TASK DESCRIPTION: Your output is one number, the count of lines in the listing below that hold the word "stdin".

RECORDS TO PROCESS:
┌──
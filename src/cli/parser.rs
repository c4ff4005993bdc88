use clap::{Parser, Subcommand};

/// Command-line interface definition for opsched
/// Field operation schedules for event equipment rentals, stored in SQLite
#[derive(Parser)]
#[command(
    name = "opsched",
    version = env!("CARGO_PKG_VERSION"),
    about = "Generate and maintain field operation schedules (mobilization, cleanings, suction, demobilization)",
    long_about = None
)]
pub struct Cli {
    /// Override database path (useful for tests or custom DB)
    #[arg(global = true, long = "db")]
    pub db: Option<String>,

    /// Tenant the command acts for (default: from the configuration)
    #[arg(global = true, long = "tenant")]
    pub tenant: Option<String>,

    /// Run in test mode (no config file update)
    #[arg(global = true, long = "test", hide = true)]
    pub test: bool,

    #[command(subcommand)]
    pub command: Commands,
}

#[derive(Subcommand)]
pub enum Commands {
    /// Initialize the database and configuration
    Init,

    /// Show the configuration
    Config {
        #[arg(long = "print", help = "Print the current configuration")]
        print_config: bool,
    },

    /// Print the internal audit log
    Log {
        #[arg(long = "print", help = "Print rows from the internal log table")]
        print: bool,

        /// Only rows about this event
        #[arg(long = "event")]
        event: Option<i64>,
    },

    /// Register or inspect events
    Event {
        #[command(subcommand)]
        action: EventAction,
    },

    /// Preview the generated schedule of an event (nothing is stored)
    Schedule {
        /// Event id
        id: i64,

        #[arg(long, help = "Print operation records as JSON")]
        json: bool,
    },

    /// Regenerate and store the schedule of an event; completed operations are kept
    Regenerate {
        /// Event id
        id: i64,
    },

    /// List or update stored operations
    Ops {
        #[command(subcommand)]
        action: OpsAction,
    },
}

#[derive(Subcommand)]
pub enum EventAction {
    /// Register an event window
    Add {
        /// Start date (YYYY-MM-DD)
        #[arg(long = "start")]
        start: String,

        /// Start time (HH:MM)
        #[arg(long = "start-time")]
        start_time: Option<String>,

        /// End date (YYYY-MM-DD)
        #[arg(long = "end")]
        end: String,

        /// End time (HH:MM)
        #[arg(long = "end-time")]
        end_time: Option<String>,

        /// Explicit mobilization timestamp (YYYY-MM-DDTHH:MM)
        #[arg(long = "mobilization")]
        mobilization: Option<String>,

        /// Explicit demobilization timestamp (YYYY-MM-DDTHH:MM)
        #[arg(long = "demobilization")]
        demobilization: Option<String>,

        /// Data origin: auto | manual
        #[arg(long = "source", default_value = "auto")]
        source: String,

        /// Classification: single | intermittent | other
        #[arg(long = "class", default_value = "other")]
        class: String,

        /// Cleaning rule as JSON, e.g. {"type":"daily","time":"19:00"}
        #[arg(long = "recurrence")]
        recurrence: Option<String>,
    },

    /// Show a registered event
    Show {
        /// Event id
        id: i64,
    },
}

#[derive(Subcommand)]
pub enum OpsAction {
    /// List stored operations of an event
    List {
        /// Event id
        id: i64,

        #[arg(long, help = "Print operation records as JSON")]
        json: bool,
    },

    /// Change the status of a stored operation
    Status {
        /// Operation id
        op_id: i64,

        /// scheduled | in_progress | cancelled | completed
        status: String,
    },
}
//! Calendar date helpers.
//!
//! `NaiveDate` carries no zone, so every step here behaves like arithmetic
//! anchored at UTC midnight: no daylight-saving jumps, exact across month
//! and year boundaries.

use crate::errors::{AppError, AppResult};
use chrono::{Datelike, NaiveDate, TimeDelta};

pub fn parse_date(s: &str) -> Option<NaiveDate> {
    NaiveDate::parse_from_str(s.trim(), "%Y-%m-%d").ok()
}

pub fn parse_date_strict(s: &str) -> AppResult<NaiveDate> {
    parse_date(s).ok_or_else(|| AppError::InvalidDate(s.to_string()))
}

pub fn format_date(d: NaiveDate) -> String {
    d.format("%Y-%m-%d").to_string()
}

pub fn add_days(date: NaiveDate, n: i64) -> AppResult<NaiveDate> {
    TimeDelta::try_days(n)
        .and_then(|delta| date.checked_add_signed(delta))
        .ok_or_else(|| AppError::InvalidDate(format!("{} + {} days", format_date(date), n)))
}

pub fn subtract_days(date: NaiveDate, n: i64) -> AppResult<NaiveDate> {
    add_days(date, n.saturating_neg())
}

/// `0 = Sunday .. 6 = Saturday`.
pub fn weekday_index(date: NaiveDate) -> u32 {
    date.weekday().num_days_from_sunday()
}

/// Every day from `start` to `end`, both inclusive. Empty when `end < start`.
pub fn generate_range(start: NaiveDate, end: NaiveDate) -> Vec<NaiveDate> {
    start.iter_days().take_while(|d| *d <= end).collect()
}
//! Generation strategies: the deterministic generator, an external command
//! acting as remote generator, and the fallback chain composing them.

use crate::core::calculator::schedule::{DEFAULT_BUFFER_HOURS, generate_with_buffer};
use crate::errors::{AppError, AppResult};
use crate::models::event::EventRecord;
use crate::models::operation::{Operation, OperationStatus};
use crate::models::schedule_diff::GenerationPath;
use crate::utils::date::format_date;
use crate::utils::time::format_time;
use serde_json::{Value, json};
use std::io::Write;
use std::process::{Command, Stdio};
use tracing::{info, instrument, warn};

pub trait ScheduleGenerator {
    /// `Ok(None)` means "no schedule from this path", not an error.
    fn generate(&self, event: &EventRecord) -> AppResult<Option<Vec<Operation>>>;

    fn path(&self) -> GenerationPath;
}

#[derive(Debug, Clone, Copy)]
pub struct DeterministicGenerator {
    pub buffer_hours: i64,
}

impl Default for DeterministicGenerator {
    fn default() -> Self {
        Self {
            buffer_hours: DEFAULT_BUFFER_HOURS,
        }
    }
}

impl DeterministicGenerator {
    pub fn new(buffer_hours: i64) -> Self {
        Self { buffer_hours }
    }
}

impl ScheduleGenerator for DeterministicGenerator {
    fn generate(&self, event: &EventRecord) -> AppResult<Option<Vec<Operation>>> {
        generate_with_buffer(&event.window, event.class, self.buffer_hours).map(Some)
    }

    fn path(&self) -> GenerationPath {
        GenerationPath::Deterministic
    }
}

/// External generation path: a command that reads the event as JSON on
/// stdin and prints a JSON array of operation records on stdout.
#[derive(Debug, Clone)]
pub struct RemoteGenerator {
    program: String,
    args: Vec<String>,
}

impl RemoteGenerator {
    pub fn new(program: &str, args: &[&str]) -> Self {
        Self {
            program: program.to_string(),
            args: args.iter().map(|a| a.to_string()).collect(),
        }
    }

    /// Split a configured command line on whitespace. `None` when blank.
    pub fn from_command_line(cmd: &str) -> Option<Self> {
        let mut parts = cmd.split_whitespace();
        let program = parts.next()?;
        Some(Self {
            program: program.to_string(),
            args: parts.map(str::to_string).collect(),
        })
    }

    fn run(&self, input: &[u8]) -> AppResult<Vec<u8>> {
        let mut child = Command::new(&self.program)
            .args(&self.args)
            .stdin(Stdio::piped())
            .stdout(Stdio::piped())
            .stderr(Stdio::piped())
            .spawn()
            .map_err(|e| AppError::RemoteGenerator(format!("{}: {}", self.program, e)))?;

        if let Some(mut stdin) = child.stdin.take() {
            stdin.write_all(input)?;
        }

        let output = child.wait_with_output()?;
        if !output.status.success() {
            return Err(AppError::RemoteGenerator(format!(
                "{} exited with {}: {}",
                self.program,
                output.status,
                String::from_utf8_lossy(&output.stderr).trim()
            )));
        }

        Ok(output.stdout)
    }
}

impl ScheduleGenerator for RemoteGenerator {
    fn generate(&self, event: &EventRecord) -> AppResult<Option<Vec<Operation>>> {
        let input = serde_json::to_vec(&event_payload(event))?;
        let stdout = self.run(&input)?;

        if stdout.iter().all(u8::is_ascii_whitespace) {
            return Ok(None);
        }

        let mut ops: Vec<Operation> = serde_json::from_slice(&stdout)
            .map_err(|e| AppError::RemoteGenerator(format!("invalid output: {e}")))?;
        if ops.is_empty() {
            return Ok(None);
        }

        for op in &mut ops {
            op.status = OperationStatus::Scheduled;
        }
        Ok(Some(ops))
    }

    fn path(&self) -> GenerationPath {
        GenerationPath::External
    }
}

fn event_payload(event: &EventRecord) -> Value {
    let w = &event.window;
    json!({
        "id": event.id,
        "class": event.class,
        "source": w.origin,
        "startDate": format_date(w.start_date),
        "endDate": format_date(w.end_date),
        "startTime": w.start_time.map(format_time),
        "endTime": w.end_time.map(format_time),
        "mobilizationAt": w.mobilization_at,
        "demobilizationAt": w.demobilization_at,
        "recurrence": w.recurrence.as_ref().map(|r| r.to_payload()),
    })
}

/// Tries `primary` first and falls back on any error or empty result.
/// Events that require the deterministic path skip `primary` entirely.
pub struct FallbackGenerator {
    primary: Option<Box<dyn ScheduleGenerator + Send + Sync>>,
    fallback: Box<dyn ScheduleGenerator + Send + Sync>,
}

impl FallbackGenerator {
    pub fn new(
        primary: Box<dyn ScheduleGenerator + Send + Sync>,
        fallback: Box<dyn ScheduleGenerator + Send + Sync>,
    ) -> Self {
        Self {
            primary: Some(primary),
            fallback,
        }
    }

    pub fn deterministic_only(buffer_hours: i64) -> Self {
        Self {
            primary: None,
            fallback: Box::new(DeterministicGenerator::new(buffer_hours)),
        }
    }

    /// Build the chain from the configured remote command, if any.
    pub fn from_settings(remote_command: Option<&str>, buffer_hours: i64) -> Self {
        match remote_command.and_then(RemoteGenerator::from_command_line) {
            Some(remote) => Self::new(
                Box::new(remote),
                Box::new(DeterministicGenerator::new(buffer_hours)),
            ),
            None => Self::deterministic_only(buffer_hours),
        }
    }

    #[instrument(skip_all, fields(event_id = event.id))]
    pub fn generate(&self, event: &EventRecord) -> AppResult<(Vec<Operation>, GenerationPath)> {
        if let Some(primary) = &self.primary
            && !event.requires_deterministic()
        {
            match primary.generate(event) {
                Ok(Some(ops)) => {
                    info!(count = ops.len(), path = %primary.path(), "schedule generated");
                    return Ok((ops, primary.path()));
                }
                Ok(None) => warn!(path = %primary.path(), "no schedule returned, falling back"),
                Err(e) => warn!(path = %primary.path(), error = %e, "generation failed, falling back"),
            }
        }

        match self.fallback.generate(event)? {
            Some(ops) => Ok((ops, self.fallback.path())),
            None => Err(AppError::Input(format!(
                "no schedule could be generated for event {}",
                event.id
            ))),
        }
    }
}
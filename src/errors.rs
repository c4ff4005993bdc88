//! Unified application error type.
//! All modules (db, core, cli, utils) return AppError to keep the error
//! handling consistent and easy to manage.

use std::io;
use thiserror::Error;

#[derive(Error, Debug)]
pub enum AppError {
    // ---------------------------
    // IO
    // ---------------------------
    #[error("I/O error: {0}")]
    Io(#[from] io::Error),

    #[error("JSON error: {0}")]
    Json(#[from] serde_json::Error),

    // ---------------------------
    // Database-related
    // ---------------------------
    #[error("Database error: {0}")]
    Db(#[from] rusqlite::Error),

    #[error("Database migration error: {0}")]
    Migration(String),

    // ---------------------------
    // Parsing errors
    // ---------------------------
    #[error("Invalid date format: {0}")]
    InvalidDate(String),

    #[error("Invalid time format: {0}")]
    InvalidTime(String),

    #[error("Invalid timestamp: {0}")]
    InvalidTimestamp(String),

    #[error("Invalid weekday token: {0}")]
    InvalidWeekday(String),

    #[error("Invalid recurrence rule: {0}")]
    InvalidRecurrence(String),

    #[error("Invalid operation status: {0}")]
    InvalidStatus(String),

    // ---------------------------
    // Generation errors
    // ---------------------------
    #[error("Invalid input: {0}")]
    Input(String),

    #[error("Remote generator error: {0}")]
    RemoteGenerator(String),

    // ---------------------------
    // Store / lookup errors
    // ---------------------------
    #[error("Event {event_id} not found for tenant '{tenant}'")]
    EventNotFound { tenant: String, event_id: i64 },

    #[error("Operation {0} not found")]
    OperationNotFound(i64),

    #[error("Cannot move operation from {from} to {to}")]
    InvalidTransition { from: String, to: String },

    #[error("Operation store error: {0}")]
    Store(String),

    /// User-facing failure of a schedule replacement. The cause is logged
    /// where it happens.
    #[error("could not update operations")]
    OperationsUpdate,

    // ---------------------------
    // Config errors
    // ---------------------------
    #[error("Configuration error: {0}")]
    Config(String),

    // ---------------------------
    // Generic fallback
    // ---------------------------
    #[error("Internal error: {0}")]
    Other(String),
}

pub type AppResult<T> = Result<T, AppError>;
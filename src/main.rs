//! opsched main entrypoint.

use opsched::run;
use opsched::ui::messages::error;

fn main() {
    if let Err(e) = run() {
        error(format!("Error: {}", e));
        std::process::exit(1);
    }
}
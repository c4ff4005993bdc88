use super::recurrence::expand;
use crate::models::operation::Operation;
use crate::models::recurrence::RecurrencePolicy;
use crate::utils::time::{compare_time, is_midnight};
use chrono::{NaiveDate, NaiveTime, Timelike};
use std::cmp::Ordering;
use tracing::debug;

/// With a demobilization at exactly 00:00, cleanings on that same date are
/// kept from this hour on and dropped before it.
pub const MIDNIGHT_DEMOB_MIN_HOUR: u32 = 6;

/// A calendar date paired with a wall-clock time.
pub type Instant = (NaiveDate, NaiveTime);

/// Build the cleaning block of a schedule.
///
/// Candidates come from [`expand`] over `start..=end`. A candidate is dropped
/// when it falls before mobilization on the mobilization day, or after
/// demobilization (see [`keeps_cleaning`]). The last kept cleaning is
/// reclassified as the final suction.
pub fn generate_cleanings(
    start: NaiveDate,
    end: NaiveDate,
    policy: &RecurrencePolicy,
    mobilization: Instant,
    demobilization: Instant,
) -> Vec<Operation> {
    let time = policy.time();

    let mut out: Vec<Operation> = expand(start, end, policy)
        .into_iter()
        .filter(|date| {
            let keep = keeps_cleaning(*date, time, mobilization, demobilization);
            if !keep {
                debug!(%date, %time, "cleaning skipped by cutoff");
            }
            keep
        })
        .map(|date| Operation::cleaning(date, time))
        .collect();

    if let Some(last) = out.pop() {
        out.push(last.into_suction());
    }

    out
}

/// Cutoff rules for one candidate cleaning at `(date, time)`.
pub fn keeps_cleaning(
    date: NaiveDate,
    time: NaiveTime,
    mobilization: Instant,
    demobilization: Instant,
) -> bool {
    let (mob_date, mob_time) = mobilization;
    let (demob_date, demob_time) = demobilization;

    // Nothing to clean before the equipment is installed.
    if date == mob_date && compare_time(time, mob_time) == Ordering::Less {
        return false;
    }

    if date == demob_date {
        // Midnight demobilization closes the day instead of opening it.
        if is_midnight(demob_time) {
            return time.hour() >= MIDNIGHT_DEMOB_MIN_HOUR;
        }
        if compare_time(time, demob_time) == Ordering::Greater {
            return false;
        }
    }

    date < demob_date || (date == demob_date && compare_time(time, demob_time) == Ordering::Less)
}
└──
RESPONSE AREA: 4